The first argument in FindRoot is expected to be an equation (an
expression of the form lhs==rhs): 

In[1]:= ?FindRoot
FindRoot[lhs==rhs, {x, x0}] searches for a numerical solution to the equation
   lhs==rhs, starting with x=x0.

The expression

    (Dog[t]==0) /. { tau1->13.7, tau2->24.8}

is not an equation.  It contains an equation, and if it is evaluated
in a particular way (before FindRoot assigns a numerical value to t)
it will evaluate to an equation, but that's not quite good enough.
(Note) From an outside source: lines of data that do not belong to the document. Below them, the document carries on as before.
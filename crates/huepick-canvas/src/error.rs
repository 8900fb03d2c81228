//! Error types for pixel buffer operations.

use thiserror::Error;

/// Errors raised by pixel buffer operations.
#[derive(Debug, Error)]
pub enum CanvasError {
    /// Raw pixel data does not match the stated dimensions.
    #[error("dimension mismatch: expected {expected} bytes, got {got}")]
    DimensionMismatch { expected: usize, got: usize },

    /// A region extends past the edge of its buffer.
    #[error("region {x},{y} {width}x{height} exceeds buffer {buffer_width}x{buffer_height}")]
    RegionOutOfBounds {
        x: u32,
        y: u32,
        width: u32,
        height: u32,
        buffer_width: u32,
        buffer_height: u32,
    },

    /// Width x height x 4 bytes does not fit in memory addresses.
    #[error("buffer {width}x{height} is too large")]
    TooLarge { width: u32, height: u32 },

    /// A region string could not be parsed.
    #[error("invalid region {0:?}, expected X,Y,WIDTH,HEIGHT")]
    InvalidRegion(String),

    /// The buffer has no pixels to average.
    #[error("buffer has no pixels")]
    EmptyBuffer,
}

/// Result type alias for pixel buffer operations.
pub type CanvasResult<T> = std::result::Result<T, CanvasError>;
In most cases the best solution is to follow the documentation and
enter something that is actually an equation, as in your second example.

Another possibility is to force the evaluation to be done in a way
that leads to an equation, such as

In[2]:= Dog[t_] := (t/tau1)^6 Exp[-6 (t/tau1 - 1)] -
                    (t/tau2)^6 Exp[-6 (t/tau2 - 1)]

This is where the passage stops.